#### Action item
Look through the records below, and whenever a line contains "warn", copy it.

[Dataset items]
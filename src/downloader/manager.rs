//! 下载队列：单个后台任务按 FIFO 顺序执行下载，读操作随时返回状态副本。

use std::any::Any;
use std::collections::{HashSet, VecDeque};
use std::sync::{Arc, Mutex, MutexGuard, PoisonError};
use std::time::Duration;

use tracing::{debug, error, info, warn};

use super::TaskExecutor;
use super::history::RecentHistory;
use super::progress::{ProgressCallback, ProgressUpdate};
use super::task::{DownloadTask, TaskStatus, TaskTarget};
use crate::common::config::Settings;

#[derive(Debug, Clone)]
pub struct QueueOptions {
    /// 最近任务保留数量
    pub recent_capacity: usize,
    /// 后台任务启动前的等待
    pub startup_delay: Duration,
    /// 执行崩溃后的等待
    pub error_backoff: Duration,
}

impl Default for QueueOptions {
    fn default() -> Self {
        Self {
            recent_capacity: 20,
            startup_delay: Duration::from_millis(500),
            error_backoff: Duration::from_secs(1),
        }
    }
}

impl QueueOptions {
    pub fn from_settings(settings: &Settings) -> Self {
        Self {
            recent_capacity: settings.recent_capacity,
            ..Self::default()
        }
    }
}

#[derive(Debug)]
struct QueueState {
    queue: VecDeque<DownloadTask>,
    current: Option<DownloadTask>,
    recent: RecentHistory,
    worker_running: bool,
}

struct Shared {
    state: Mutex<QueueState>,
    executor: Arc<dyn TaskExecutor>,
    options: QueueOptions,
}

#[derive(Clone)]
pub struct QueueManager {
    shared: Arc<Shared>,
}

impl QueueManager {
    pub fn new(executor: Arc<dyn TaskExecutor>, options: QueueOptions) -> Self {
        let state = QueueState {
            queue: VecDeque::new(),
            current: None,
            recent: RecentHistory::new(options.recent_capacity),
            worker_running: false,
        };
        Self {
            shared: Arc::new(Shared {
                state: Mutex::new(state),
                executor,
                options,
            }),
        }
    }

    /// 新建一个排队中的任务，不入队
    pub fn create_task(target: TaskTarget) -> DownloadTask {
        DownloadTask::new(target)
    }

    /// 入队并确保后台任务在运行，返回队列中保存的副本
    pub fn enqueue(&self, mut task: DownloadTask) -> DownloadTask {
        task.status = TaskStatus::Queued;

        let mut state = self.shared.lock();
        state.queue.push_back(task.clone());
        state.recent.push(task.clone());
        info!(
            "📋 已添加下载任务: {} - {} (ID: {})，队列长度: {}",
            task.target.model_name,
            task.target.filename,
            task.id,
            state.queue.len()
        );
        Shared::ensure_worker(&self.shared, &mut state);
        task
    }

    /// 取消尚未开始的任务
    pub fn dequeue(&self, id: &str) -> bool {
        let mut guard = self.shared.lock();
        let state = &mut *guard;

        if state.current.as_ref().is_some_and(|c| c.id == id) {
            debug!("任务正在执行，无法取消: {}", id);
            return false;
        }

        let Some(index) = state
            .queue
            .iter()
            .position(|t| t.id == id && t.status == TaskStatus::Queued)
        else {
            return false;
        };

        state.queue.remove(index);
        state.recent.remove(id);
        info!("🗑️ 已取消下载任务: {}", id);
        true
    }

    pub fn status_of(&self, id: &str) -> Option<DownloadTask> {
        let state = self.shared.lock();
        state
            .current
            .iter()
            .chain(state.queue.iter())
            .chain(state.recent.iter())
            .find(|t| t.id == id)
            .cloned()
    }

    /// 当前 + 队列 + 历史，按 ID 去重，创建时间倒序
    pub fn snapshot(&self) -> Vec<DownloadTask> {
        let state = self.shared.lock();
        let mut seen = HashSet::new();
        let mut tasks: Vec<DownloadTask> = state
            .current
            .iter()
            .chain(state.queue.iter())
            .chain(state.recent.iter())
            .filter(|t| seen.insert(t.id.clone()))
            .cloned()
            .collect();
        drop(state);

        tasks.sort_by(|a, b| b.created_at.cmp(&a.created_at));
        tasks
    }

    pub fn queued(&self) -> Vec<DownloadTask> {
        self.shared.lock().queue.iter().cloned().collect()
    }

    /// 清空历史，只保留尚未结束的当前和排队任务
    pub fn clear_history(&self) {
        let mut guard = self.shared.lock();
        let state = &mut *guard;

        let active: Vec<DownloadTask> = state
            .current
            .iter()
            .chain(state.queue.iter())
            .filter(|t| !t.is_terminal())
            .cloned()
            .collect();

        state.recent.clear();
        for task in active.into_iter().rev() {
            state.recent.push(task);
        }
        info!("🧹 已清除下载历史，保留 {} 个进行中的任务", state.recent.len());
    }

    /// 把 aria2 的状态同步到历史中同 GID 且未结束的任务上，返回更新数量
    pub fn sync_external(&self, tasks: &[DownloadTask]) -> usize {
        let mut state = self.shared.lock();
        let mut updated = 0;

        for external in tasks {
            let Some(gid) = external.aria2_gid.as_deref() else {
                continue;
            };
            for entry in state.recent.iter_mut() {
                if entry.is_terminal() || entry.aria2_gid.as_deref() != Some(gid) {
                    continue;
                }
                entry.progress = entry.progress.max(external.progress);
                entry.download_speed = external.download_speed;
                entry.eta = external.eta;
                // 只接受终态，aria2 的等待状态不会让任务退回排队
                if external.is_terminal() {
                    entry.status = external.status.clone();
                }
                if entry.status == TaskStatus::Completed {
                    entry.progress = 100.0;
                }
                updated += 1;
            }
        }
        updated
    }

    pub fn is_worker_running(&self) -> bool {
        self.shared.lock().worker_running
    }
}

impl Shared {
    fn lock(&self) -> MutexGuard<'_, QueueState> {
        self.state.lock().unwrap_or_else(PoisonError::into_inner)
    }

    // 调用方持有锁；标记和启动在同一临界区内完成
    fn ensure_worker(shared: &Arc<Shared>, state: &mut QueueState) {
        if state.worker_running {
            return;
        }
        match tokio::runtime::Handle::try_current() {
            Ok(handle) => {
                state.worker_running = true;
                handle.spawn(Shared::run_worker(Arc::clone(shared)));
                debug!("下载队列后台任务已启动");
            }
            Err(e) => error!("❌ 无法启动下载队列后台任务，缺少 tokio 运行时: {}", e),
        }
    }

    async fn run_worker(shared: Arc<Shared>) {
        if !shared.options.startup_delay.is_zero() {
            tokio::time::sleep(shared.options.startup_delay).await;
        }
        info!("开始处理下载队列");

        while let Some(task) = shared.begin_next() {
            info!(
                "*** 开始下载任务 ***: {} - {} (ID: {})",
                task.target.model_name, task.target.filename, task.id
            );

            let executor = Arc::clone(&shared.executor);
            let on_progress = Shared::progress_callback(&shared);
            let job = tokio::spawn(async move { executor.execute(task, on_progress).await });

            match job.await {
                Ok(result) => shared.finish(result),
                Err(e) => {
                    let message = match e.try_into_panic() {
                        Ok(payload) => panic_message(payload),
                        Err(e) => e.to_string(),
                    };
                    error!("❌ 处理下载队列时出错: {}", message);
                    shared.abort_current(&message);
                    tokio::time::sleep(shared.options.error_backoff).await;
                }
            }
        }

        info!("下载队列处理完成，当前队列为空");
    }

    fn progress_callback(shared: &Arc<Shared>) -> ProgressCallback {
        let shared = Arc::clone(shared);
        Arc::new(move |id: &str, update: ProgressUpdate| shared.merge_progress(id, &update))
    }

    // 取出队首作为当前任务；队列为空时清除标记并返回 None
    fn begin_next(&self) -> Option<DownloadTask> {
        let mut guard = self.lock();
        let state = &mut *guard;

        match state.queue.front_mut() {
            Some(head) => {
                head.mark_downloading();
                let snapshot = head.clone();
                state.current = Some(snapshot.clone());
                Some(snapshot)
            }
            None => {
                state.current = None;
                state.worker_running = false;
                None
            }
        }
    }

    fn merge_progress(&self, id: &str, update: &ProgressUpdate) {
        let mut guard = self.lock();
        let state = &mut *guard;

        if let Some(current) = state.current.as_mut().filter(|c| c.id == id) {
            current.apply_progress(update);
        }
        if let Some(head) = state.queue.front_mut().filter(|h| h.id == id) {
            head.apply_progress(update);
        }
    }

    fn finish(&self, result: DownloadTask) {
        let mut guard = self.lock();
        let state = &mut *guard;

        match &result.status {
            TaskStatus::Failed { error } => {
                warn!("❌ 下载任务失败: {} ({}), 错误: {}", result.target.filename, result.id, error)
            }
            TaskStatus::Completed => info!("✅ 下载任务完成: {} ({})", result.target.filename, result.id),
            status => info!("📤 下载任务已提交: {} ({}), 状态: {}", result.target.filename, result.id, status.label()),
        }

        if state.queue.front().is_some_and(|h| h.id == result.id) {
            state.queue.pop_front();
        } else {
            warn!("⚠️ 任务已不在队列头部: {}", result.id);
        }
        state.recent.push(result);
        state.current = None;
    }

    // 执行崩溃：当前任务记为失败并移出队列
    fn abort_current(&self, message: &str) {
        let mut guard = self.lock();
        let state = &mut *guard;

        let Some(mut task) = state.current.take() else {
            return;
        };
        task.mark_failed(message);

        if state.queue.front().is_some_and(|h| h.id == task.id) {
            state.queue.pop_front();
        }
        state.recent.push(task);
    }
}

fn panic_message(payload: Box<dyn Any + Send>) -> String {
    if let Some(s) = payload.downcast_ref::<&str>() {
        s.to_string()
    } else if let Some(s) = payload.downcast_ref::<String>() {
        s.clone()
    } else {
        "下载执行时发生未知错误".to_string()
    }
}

#### Task answer
use tracing::{debug, error, info, warn};
                warn!("❌ 下载任务失败: {} ({}), 错误: {}", result.target.filename, result.id, error)
            warn!("⚠️ 任务已不在队列头部: {}", result.id);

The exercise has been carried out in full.